Wednesday, June 17, 2009

Missing My Little Peanut...

This has been a long week already. My parents will tell you that I am calling them numerous times a day, just to check up on her. I just want to know what she is doing, how she is eating, if she is playing nice, if she slept well, is she being respectful, is she having fun.... yadda, yadda, yadda! I am so use to having my little shadow with me, that it is REALLY weird having her gone. It constantly feels like something is missing. Last night after hearing her little voice on the phone telling us everything she was doing and she sounded so grown up....I wanted to get in the car and drive to get her....just to hug her and squeeze her!
Now...don't get me wrong...there have been benefits to this week.
Having time alone with Kaydree feels more like girls day out, girls night out, then it does being a constant mother. I haven't had to break up one fight or send anyone to time out.
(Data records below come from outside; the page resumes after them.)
//! Daily due-date scanner.
//!
//! Once a day the scanner walks four due-date buckets (due in 2 days, due
//! tomorrow, due today, expired yesterday) and enqueues the matching
//! notification for every active subscriber in each. Re-running a scan for
//! the same day is harmless: each enqueue carries a dedupe key of the form
//! `<category>:<subscriber-id>:<scan-date>`.

use std::time::Duration;

use avisa_database::DatabaseError;
use chrono::{Local, NaiveDate, NaiveDateTime, NaiveTime};
use notify_core::{NotificationCategory, Subscriber, SubscriberStore};
use tracing::{debug, error, info, warn};

use crate::error::{NotifyError, Result};
use crate::service::NotificationService;

/// Scan buckets: day offset from today, and the category to enqueue.
const BUCKETS: [(i64, NotificationCategory); 4] = [
    (2, NotificationCategory::DueIn2Days),
    (1, NotificationCategory::DueIn1Day),
    (0, NotificationCategory::DueToday),
    (-1, NotificationCategory::Overdue1Day),
];

/// Counts from one scan.
#[derive(Debug, Clone, Default, PartialEq, Eq)]
pub struct ScanSummary {
    /// Notifications enqueued.
    pub enqueued: usize,
    /// Skipped: already enqueued for this day (dedupe key hit).
    pub duplicates: usize,
    /// Skipped: subscriber phone could not be normalized.
    pub invalid_phones: usize,
}

/// Walks subscriber due-date buckets and feeds the delivery queue.
pub struct DueDateScanner<S: SubscriberStore> {
    store: S,
    service: NotificationService,
}

impl<S: SubscriberStore> DueDateScanner<S> {
    pub fn new(store: S, service: NotificationService) -> Self {
        Self { store, service }
    }

    /// Scan every bucket for `today` and enqueue what's due.
    ///
    /// A subscriber with an invalid phone is skipped with a warning rather
    /// than failing the whole scan.
    pub async fn scan(&self, today: NaiveDate) -> Result<ScanSummary> {
        let mut summary = ScanSummary::default();

        for (offset, category) in BUCKETS {
            let subscribers = self.bucket(today, offset).await?;
            for subscriber in subscribers {
                let key = format!(
                    "{}:{}:{}",
                    category.as_str(),
                    subscriber.id,
                    today.format("%Y-%m-%d")
                );
                match self
                    .service
                    .enqueue_for_subscriber(&subscriber, category, Some(key))
                    .await
                {
                    Ok(rec) => {
                        debug!(
                            "Scan enqueued {} for subscriber {} ({})",
                            rec.id, subscriber.id, category
                        );
                        summary.enqueued += 1;
                    }
                    Err(NotifyError::Database(DatabaseError::AlreadyExists { .. })) => {
                        debug!(
                            "Subscriber {} already notified for {} today",
                            subscriber.id, category
                        );
                        summary.duplicates += 1;
                    }
                    Err(NotifyError::InvalidPhone(raw)) => {
                        warn!(
                            "Skipping subscriber {} ({}): invalid phone {:?}",
                            subscriber.id, subscriber.name, raw
                        );
                        summary.invalid_phones += 1;
                    }
                    Err(e) => return Err(e),
                }
            }
        }

        info!(
            "Due-date scan for {}: {} enqueued, {} duplicate(s), {} invalid phone(s)",
            today, summary.enqueued, summary.duplicates, summary.invalid_phones
        );
        Ok(summary)
    }

    async fn bucket(&self, today: NaiveDate, offset: i64) -> Result<Vec<Subscriber>> {
        let result = if offset >= 0 {
            self.store.list_due_in_days(today, offset).await
        } else {
            self.store.list_overdue_by_days(today, -offset).await
        };
        result.map_err(|e| NotifyError::Store(e.to_string()))
    }

    /// Run one scan every day at `scan_time` (local time) until the
    /// shutdown signal fires. Scan failures are logged and the next day's
    /// scan still happens.
    pub async fn run_daily<F>(self, scan_time: NaiveTime, shutdown_signal: F) -> Result<()>
    where
        F: std::future::Future<Output = ()> + Send,
    {
        info!("Starting due-date scanner (daily at {})", scan_time);

        tokio::pin!(shutdown_signal);

        loop {
            let delay = delay_until_next(Local::now().naive_local(), scan_time);
            debug!("Next due-date scan in {:?}", delay);

            tokio::select! {
                biased;

                () = &mut shutdown_signal => {
                    info!("Shutdown signal received, stopping due-date scanner");
                    return Ok(());
                }

                () = tokio::time::sleep(delay) => {
                    let today = Local::now().date_naive();
                    if let Err(e) = self.scan(today).await {
                        error!("Due-date scan for {} failed: {}", today, e);
                    }
                }
            }
        }
    }
}

/// Time until the next daily occurrence of `scan_time` after `now`.
fn delay_until_next(now: NaiveDateTime, scan_time: NaiveTime) -> Duration {
    let today_run = now.date().and_time(scan_time);
    let next = if today_run > now {
        today_run
    } else {
        today_run + chrono::Duration::days(1)
    };
    (next - now).to_std().unwrap_or(Duration::ZERO)
}
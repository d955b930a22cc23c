//! Error types for the Evolution API gateway.

use thiserror::Error;

/// Errors that can occur when interacting with the Evolution API.
#[derive(Debug, Error)]
pub enum GatewayError {
    /// HTTP request failed.
    #[error("HTTP error: {0}")]
    Http(#[from] reqwest::Error),

    /// The API answered with a non-success status.
    #[error("API rejected request (HTTP {status}): {body}")]
    Rejected { status: u16, body: String },

    /// The WhatsApp instance is not in the `open` state.
    #[error("instance not connected (state: {0})")]
    Disconnected(String),

    /// Invalid configuration.
    #[error("Invalid configuration: {0}")]
    Config(String),
}
//! Per-category message templates.
//!
//! Each [`NotificationCategory`] maps to a template string with `{field}`
//! placeholders. Templates are resolved at enqueue time - the rendered body
//! is what gets persisted, so editing a template never mutates messages
//! already in the queue.
//!
//! Fields referenced by a template but missing from the field map render as
//! a visible `[missing <field>]` marker instead of failing, so incomplete
//! subscriber data shows up in the message rather than silently dropping the
//! notification.

use std::collections::HashMap;

use notify_core::NotificationCategory;
use thiserror::Error;

mod builtin;

/// Errors from template lookup and rendering.
#[derive(Debug, Error, PartialEq, Eq)]
pub enum TemplateError {
    /// No template registered for the category.
    #[error("no template registered for category: {0}")]
    TemplateNotFound(String),
}

/// Field map passed to [`TemplateRenderer::render`].
pub type Fields = HashMap<String, String>;

/// Template table: built-in defaults, optionally overridden per category.
#[derive(Debug, Clone)]
pub struct TemplateRenderer {
    templates: HashMap<NotificationCategory, String>,
}

impl TemplateRenderer {
    /// Renderer seeded with the built-in templates for every category.
    pub fn with_builtins() -> Self {
        let mut templates = HashMap::new();
        for category in NotificationCategory::ALL {
            templates.insert(category, builtin::template_for(category).to_string());
        }
        Self { templates }
    }

    /// Renderer with no templates at all. Used by tests and by operators who
    /// manage every template themselves.
    pub fn empty() -> Self {
        Self {
            templates: HashMap::new(),
        }
    }

    /// Register or replace the template for a category.
    pub fn set_template(&mut self, category: NotificationCategory, template: impl Into<String>) {
        self.templates.insert(category, template.into());
    }

    /// Remove a category's template.
    pub fn remove_template(&mut self, category: NotificationCategory) -> Option<String> {
        self.templates.remove(&category)
    }

    /// The raw template registered for a category, if any.
    pub fn template(&self, category: NotificationCategory) -> Option<&str> {
        self.templates.get(&category).map(String::as_str)
    }

    /// Render the category's template with the given fields.
    pub fn render(
        &self,
        category: NotificationCategory,
        fields: &Fields,
    ) -> Result<String, TemplateError> {
        let template = self
            .templates
            .get(&category)
            .ok_or_else(|| TemplateError::TemplateNotFound(category.to_string()))?;
        Ok(substitute(template, fields))
    }
}

impl Default for TemplateRenderer {
    fn default() -> Self {
        Self::with_builtins()
    }
}

/// Replace each `{field}` occurrence with its value, or a `[missing <field>]`
/// marker when the field is absent. Braces with no matching close, or empty
/// `{}`, pass through literally.
fn substitute(template: &str, fields: &Fields) -> String {
    let mut out = String::with_capacity(template.len());
    let mut rest = template;

    while let Some(open) = rest.find('{') {
        out.push_str(&rest[..open]);
        let after_open = &rest[open + 1..];
        match after_open.find('}') {
            Some(close) if close > 0 => {
                let key = &after_open[..close];
                match fields.get(key) {
                    Some(value) => out.push_str(value),
                    None => {
                        out.push_str("[missing ");
                        out.push_str(key);
                        out.push(']');
                    }
                }
                rest = &after_open[close + 1..];
            }
            _ => {
                // Unclosed or empty braces are literal text.
                out.push('{');
                rest = after_open;
            }
        }
    }
    out.push_str(rest);
    out
}

#[cfg(test)]
mod tests {
    use super::*;

    fn fields(pairs: &[(&str, &str)]) -> Fields {
        pairs
            .iter()
            .map(|(k, v)| (k.to_string(), v.to_string()))
            .collect()
    }

    #[test]
    fn renders_builtin_due_today() {
        let renderer = TemplateRenderer::with_builtins();
        let body = renderer
            .render(
                NotificationCategory::DueToday,
                &fields(&[
                    ("name", "Carlos"),
                    ("due_date", "24/08/2026"),
                    ("server", "fast play"),
                    ("price", "45.00"),
                    ("package", "1 mês"),
                    ("pix_key", "chave-pix"),
                    ("company", "Genial TV"),
                    ("contact", "(11) 4002-8922"),
                ]),
            )
            .unwrap();
        assert!(body.contains("Carlos"));
        assert!(body.contains("VENCE HOJE"));
        assert!(body.contains("chave-pix"));
        assert!(!body.contains("[missing"));
    }

    #[test]
    fn missing_fields_render_as_markers() {
        let renderer = TemplateRenderer::with_builtins();
        let body = renderer
            .render(
                NotificationCategory::Promotional,
                &Fields::new(),
            )
            .unwrap();
        assert!(body.contains("[missing name]"));
    }

    #[test]
    fn custom_category_passes_message_through() {
        let renderer = TemplateRenderer::with_builtins();
        let body = renderer
            .render(
                NotificationCategory::Custom,
                &fields(&[("message", "Oi, tudo bem?")]),
            )
            .unwrap();
        assert_eq!(body, "Oi, tudo bem?");
    }

    #[test]
    fn operator_override_replaces_builtin() {
        let mut renderer = TemplateRenderer::with_builtins();
        renderer.set_template(NotificationCategory::Welcome, "Bem-vindo, {name}!");
        let body = renderer
            .render(NotificationCategory::Welcome, &fields(&[("name", "Ana")]))
            .unwrap();
        assert_eq!(body, "Bem-vindo, Ana!");
    }

    #[test]
    fn unregistered_category_is_not_found() {
        let mut renderer = TemplateRenderer::with_builtins();
        renderer.remove_template(NotificationCategory::Billing);
        let err = renderer
            .render(NotificationCategory::Billing, &Fields::new())
            .unwrap_err();
        assert_eq!(err, TemplateError::TemplateNotFound("billing".to_string()));
    }

    #[test]
    fn empty_renderer_has_no_templates() {
        let renderer = TemplateRenderer::empty();
        assert!(renderer
            .render(NotificationCategory::DueToday, &Fields::new())
            .is_err());
    }

    #[test]
    fn substitute_handles_literal_braces() {
        let f = fields(&[("a", "x")]);
        assert_eq!(substitute("{a} and {unclosed", &f), "x and {unclosed");
        assert_eq!(substitute("empty {} stays", &f), "empty {} stays");
        assert_eq!(substitute("{a}{a}", &f), "xx");
    }

    #[test]
    fn every_category_has_a_builtin() {
        let renderer = TemplateRenderer::with_builtins();
        for category in NotificationCategory::ALL {
            assert!(
                renderer.template(category).is_some(),
                "missing builtin for {}",
                category
            );
        }
    }
}
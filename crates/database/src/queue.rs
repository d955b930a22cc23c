//! The durable delivery queue.
//!
//! One row per outbound notification. The queue is the single source of
//! truth for delivery state; all transitions here are single SQL statements,
//! so they are atomic with respect to each other and the at-most-one
//! in-flight owner invariant holds across concurrent consumers.
//!
//! A record in `retrying` does not change rows when its timer elapses - it
//! simply becomes eligible for [`dequeue`] again once `scheduled_for` is in
//! the past.

use chrono::{DateTime, Utc};
use notify_core::{NotificationRecord, NotificationStatus};
use sqlx::SqlitePool;

use crate::error::{DatabaseError, Result};
use crate::models::{format_timestamp, NotificationRow};

/// Insert a new Pending record.
///
/// The caller is responsible for normalizing the phone first; the queue
/// stores whatever it is given. A duplicate `dedupe_key` means the scanner
/// already enqueued this notification today and maps to `AlreadyExists`.
pub async fn enqueue(pool: &SqlitePool, rec: &NotificationRecord) -> Result<()> {
    sqlx::query(
        r#"
        INSERT INTO notifications (
            id, phone, subscriber_name, category, body, priority,
            attempts, max_attempts, status, scheduled_for, last_error,
            dedupe_key, created_at, delivered_at
        ) VALUES (?, ?, ?, ?, ?, ?, ?, ?, ?, ?, ?, ?, ?, ?)
        "#,
    )
    .bind(&rec.id)
    .bind(&rec.phone)
    .bind(&rec.subscriber_name)
    .bind(rec.category.as_str())
    .bind(&rec.body)
    .bind(rec.priority)
    .bind(rec.attempts)
    .bind(rec.max_attempts)
    .bind(rec.status.as_str())
    .bind(rec.scheduled_for.map(format_timestamp))
    .bind(&rec.last_error)
    .bind(&rec.dedupe_key)
    .bind(format_timestamp(rec.created_at))
    .bind(rec.delivered_at.map(format_timestamp))
    .execute(pool)
    .await
    .map_err(|e| {
        if let sqlx::Error::Database(ref db_err) = e {
            if db_err.is_unique_violation() {
                return DatabaseError::AlreadyExists {
                    entity: "Notification",
                    id: rec
                        .dedupe_key
                        .clone()
                        .unwrap_or_else(|| rec.id.clone()),
                };
            }
        }
        DatabaseError::Sqlx(e)
    })?;

    Ok(())
}

/// Atomically claim the next eligible record.
///
/// Eligible means status Pending or Retrying with `scheduled_for` unset or
/// in the past. The highest-priority, earliest-created record is flipped to
/// InFlight and returned in one statement, so no two consumers can claim
/// the same row. Returns `None` when nothing is eligible.
pub async fn dequeue(pool: &SqlitePool) -> Result<Option<NotificationRecord>> {
    let now = format_timestamp(Utc::now());

    let row = sqlx::query_as::<_, NotificationRow>(
        r#"
        UPDATE notifications
        SET status = 'in_flight'
        WHERE id = (
            SELECT id FROM notifications
            WHERE status IN ('pending', 'retrying')
              AND (scheduled_for IS NULL OR scheduled_for <= ?)
            ORDER BY priority DESC, created_at ASC
            LIMIT 1
        )
        RETURNING id, phone, subscriber_name, category, body, priority,
                  attempts, max_attempts, status, scheduled_for, last_error,
                  dedupe_key, created_at, delivered_at
        "#,
    )
    .bind(&now)
    .fetch_optional(pool)
    .await?;

    row.map(NotificationRow::into_record).transpose()
}

/// Fetch a record by id.
pub async fn get(pool: &SqlitePool, id: &str) -> Result<NotificationRecord> {
    let row = sqlx::query_as::<_, NotificationRow>(
        r#"
        SELECT id, phone, subscriber_name, category, body, priority,
               attempts, max_attempts, status, scheduled_for, last_error,
               dedupe_key, created_at, delivered_at
        FROM notifications
        WHERE id = ?
        "#,
    )
    .bind(id)
    .fetch_optional(pool)
    .await?
    .ok_or_else(|| DatabaseError::NotFound {
        entity: "Notification",
        id: id.to_string(),
    })?;

    row.into_record()
}

/// Terminal success: InFlight -> Delivered. Counts the attempt that
/// succeeded.
pub async fn mark_delivered(pool: &SqlitePool, id: &str) -> Result<()> {
    let result = sqlx::query(
        r#"
        UPDATE notifications
        SET status = 'delivered', delivered_at = ?, last_error = NULL,
            attempts = attempts + 1
        WHERE id = ? AND status = 'in_flight'
        "#,
    )
    .bind(format_timestamp(Utc::now()))
    .bind(id)
    .execute(pool)
    .await?;

    guard_transition(pool, id, result.rows_affected()).await
}

/// Terminal failure: InFlight -> Failed, recording the last error and the
/// attempt that exhausted the budget.
pub async fn mark_failed(pool: &SqlitePool, id: &str, error: &str) -> Result<()> {
    let result = sqlx::query(
        r#"
        UPDATE notifications
        SET status = 'failed', last_error = ?, attempts = attempts + 1
        WHERE id = ? AND status = 'in_flight'
        "#,
    )
    .bind(error)
    .bind(id)
    .execute(pool)
    .await?;

    guard_transition(pool, id, result.rows_affected()).await
}

/// Retry path: InFlight -> Retrying with one more attempt on the counter and
/// a future `scheduled_for`.
pub async fn requeue(
    pool: &SqlitePool,
    id: &str,
    scheduled_for: DateTime<Utc>,
    error: &str,
) -> Result<()> {
    let result = sqlx::query(
        r#"
        UPDATE notifications
        SET status = 'retrying', attempts = attempts + 1,
            scheduled_for = ?, last_error = ?
        WHERE id = ? AND status = 'in_flight'
        "#,
    )
    .bind(format_timestamp(scheduled_for))
    .bind(error)
    .bind(id)
    .execute(pool)
    .await?;

    guard_transition(pool, id, result.rows_affected()).await
}

/// Restart recovery: any InFlight record is returned to Pending.
///
/// "In flight" means no durable confirmation exists, so after a crash the
/// send may or may not have happened; re-queueing accepts at most one
/// duplicate send rather than silently losing work. Returns the number of
/// recovered records.
pub async fn recover_in_flight(pool: &SqlitePool) -> Result<u64> {
    let result = sqlx::query(
        r#"
        UPDATE notifications
        SET status = 'pending', scheduled_for = NULL
        WHERE status = 'in_flight'
        "#,
    )
    .execute(pool)
    .await?;

    let recovered = result.rows_affected();
    if recovered > 0 {
        tracing::warn!("Recovered {} in-flight notification(s) to pending", recovered);
    }
    Ok(recovered)
}

/// Per-status record counts, for operator reports.
#[derive(Debug, Clone, Default, PartialEq, Eq)]
pub struct QueueStats {
    pub pending: i64,
    pub in_flight: i64,
    pub retrying: i64,
    pub delivered: i64,
    pub failed: i64,
}

/// Count records per status.
pub async fn stats(pool: &SqlitePool) -> Result<QueueStats> {
    let rows = sqlx::query_as::<_, (String, i64)>(
        r#"
        SELECT status, COUNT(*) FROM notifications GROUP BY status
        "#,
    )
    .fetch_all(pool)
    .await?;

    let mut stats = QueueStats::default();
    for (status, count) in rows {
        match status.parse::<NotificationStatus>() {
            Ok(NotificationStatus::Pending) => stats.pending = count,
            Ok(NotificationStatus::InFlight) => stats.in_flight = count,
            Ok(NotificationStatus::Retrying) => stats.retrying = count,
            Ok(NotificationStatus::Delivered) => stats.delivered = count,
            Ok(NotificationStatus::Failed) => stats.failed = count,
            Err(detail) => {
                return Err(DatabaseError::Corrupt {
                    table: "notifications",
                    detail,
                })
            }
        }
    }
    Ok(stats)
}

/// Delete terminal records, keeping everything still deliverable.
/// Returns the number of purged rows.
pub async fn purge_terminal(pool: &SqlitePool) -> Result<u64> {
    let result = sqlx::query(
        r#"
        DELETE FROM notifications WHERE status IN ('delivered', 'failed')
        "#,
    )
    .execute(pool)
    .await?;
    Ok(result.rows_affected())
}

/// Explain a guarded UPDATE that touched nothing: the row is missing,
/// already terminal, or was simply never claimed.
async fn guard_transition(pool: &SqlitePool, id: &str, rows_affected: u64) -> Result<()> {
    if rows_affected > 0 {
        return Ok(());
    }
    let status = sqlx::query_scalar::<_, String>("SELECT status FROM notifications WHERE id = ?")
        .bind(id)
        .fetch_optional(pool)
        .await?;
    match status {
        None => Err(DatabaseError::NotFound {
            entity: "Notification",
            id: id.to_string(),
        }),
        Some(status) => match status.parse::<NotificationStatus>() {
            Ok(parsed) if parsed.is_terminal() => {
                Err(DatabaseError::Terminal { id: id.to_string() })
            }
            Ok(_) => Err(DatabaseError::NotInFlight {
                id: id.to_string(),
                status,
            }),
            Err(detail) => Err(DatabaseError::Corrupt {
                table: "notifications",
                detail,
            }),
        },
    }
}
Kaydree is so much more independent. She gets her own breakfast, she does her own hair, she sits down to read on her own, she puts in movies on her own, she practices piano, goes to jump on the trampoline, plays with neighborhood friends for hours, she dresses herself without me having to re-dress her in something appropriate (Karsyn loves to wear mixed matched layers upon layers clothing), she makes her bed and mine without having to be asked. I know...right? I don't ask her to make my bed.... she has been making my bed and helping with laundry just so that we can get out of the house sooner in the morning, as she puts it!
Monday..
Kaydree and I had a picnic in the park and then went to the outdoor pool. Then her and Benjy went shopping for me. Then they went and rented movies and got ice cream while I had time to read, alone...
Tuesday..
Kaydree brought a friend to playgroup and then played most of the day with her.
Wednesday...
We are suppose to go to the lake, not sure if we will venture that way or not?
My visiting teachers are coming over this afternoon and tomorrow I am going visiting teaching. (A little easier with one child who sits nicely and listens without a sibling to "mess around with."
I really love this time that my girls get to bond with their cousins and Grandpa and Grandma and they really look forward to it, but it has me wondering what "empty nesting" really feels like?

5 comments:

Serena said...

I can tell just how much you love your girls. I am sure Kaydree is really enjoying time alone with Mom and Dad. Enjoy your week!!

Emily said...

So I must be a bad mother because I am thoroughly enjoying Nicholas's vacation with Grandma and Grandpa. I almost forgot to call yesterday to check on him once let alone numerous times. He doesn't like the phone so our conversations are not as interesting as yours with Karsyn. Wow, can that girl chit-chat? I heard that Nicholas decided to use Karsyn's toothbrush last night and she freaked out. I am sure Nicholas has used it before since he usually just grabs whichever one is closest. I try to explain to him that he can't do that but he says he doesn't care. He must think others don't mind than either. The swim meets and ball games have been very relaxing and I am saving a ton of money from not having to use the concession stands all night to keep him bribed and semi-entertained. We'll be ready to get him back by Friday, I am sure.

Clint said...

Empty nesting will be hard for you because you have to deal with Benjy 24/7..... :)

Kathy Koch said...

Both the kids are doing very well. Karsyn had a little melt down tonight but I found out why and I think she is just tired. We had to wake both her and Nick up this morning to go do Grandma's hair and I am sure going to bed a little earlier tonight will be just what they need. I am amazed how well they have done so far and we have throughly enjoyed them both...

Brenda said...

Yes, that's what it's like when someone leaves the nest. You constantly look around for another person who isn't there. But you get used to it.